_How to complete this task_
Reproduce all entries word for word.

Collected data:
------------------------------------
//! Headless display driver: no output, publishes are only counted.

use crate::display::driver::{DisplayDriver, DriverConfig};
use crate::error::{EpdError, Result};
use crate::frame::SharedFrame;
use log::{info, trace};
use std::sync::atomic::{AtomicBool, AtomicUsize, Ordering};

pub struct HeadlessDriver {
    width: u32,
    height: u32,
    publishes: AtomicUsize,
    open: AtomicBool,
}

impl HeadlessDriver {
    /// Number of publishes since start.
    pub fn publish_count(&self) -> usize {
        self.publishes.load(Ordering::SeqCst)
    }
}

impl DisplayDriver for HeadlessDriver {
    fn start(config: &DriverConfig, _frame: SharedFrame) -> Result<Self> {
        info!(
            "HeadlessDriver: Started for a {}x{} display",
            config.width, config.height
        );
        Ok(Self {
            width: config.width,
            height: config.height,
            publishes: AtomicUsize::new(0),
            open: AtomicBool::new(true),
        })
    }

    fn publish(&self) -> Result<()> {
        if !self.is_open() {
            return Err(EpdError::ShutDown);
        }
        let n = self.publishes.fetch_add(1, Ordering::SeqCst) + 1;
        trace!("HeadlessDriver: Publish #{} ({}x{})", n, self.width, self.height);
        Ok(())
    }

    fn is_open(&self) -> bool {
        self.open.load(Ordering::SeqCst)
    }

    fn shutdown(&mut self) -> Result<()> {
        if self.open.swap(false, Ordering::SeqCst) {
            info!("HeadlessDriver: Shut down after {} publishes", self.publish_count());
        }
        Ok(())
    }
}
------------------------------------
_The completed task_
//! Headless display driver: no output, publishes are only counted.

use crate::display::driver::{DisplayDriver, DriverConfig};
use crate::error::{EpdError, Result};
use crate::frame::SharedFrame;
use log::{info, trace};
use std::sync::atomic::{AtomicBool, AtomicUsize, Ordering};

pub struct HeadlessDriver {
    width: u32,
    height: u32,
    publishes: AtomicUsize,
    open: AtomicBool,
}

impl HeadlessDriver {
    /// Number of publishes since start.
    pub fn publish_count(&self) -> usize {
        self.publishes.load(Ordering::SeqCst)
    }
}

impl DisplayDriver for HeadlessDriver {
    fn start(config: &DriverConfig, _frame: SharedFrame) -> Result<Self> {
        info!(
            "HeadlessDriver: Started for a {}x{} display",
            config.width, config.height
        );
        Ok(Self {
            width: config.width,
            height: config.height,
            publishes: AtomicUsize::new(0),
            open: AtomicBool::new(true),
        })
    }

    fn publish(&self) -> Result<()> {
        if !self.is_open() {
            return Err(EpdError::ShutDown);
        }
        let n = self.publishes.fetch_add(1, Ordering::SeqCst) + 1;
        trace!("HeadlessDriver: Publish #{} ({}x{})", n, self.width, self.height);
        Ok(())
    }

    fn is_open(&self) -> bool {
        self.open.load(Ordering::SeqCst)
    }

    fn shutdown(&mut self) -> Result<()> {
        if self.open.swap(false, Ordering::SeqCst) {
            info!("HeadlessDriver: Shut down after {} publishes", self.publish_count());
        }
        Ok(())
    }
}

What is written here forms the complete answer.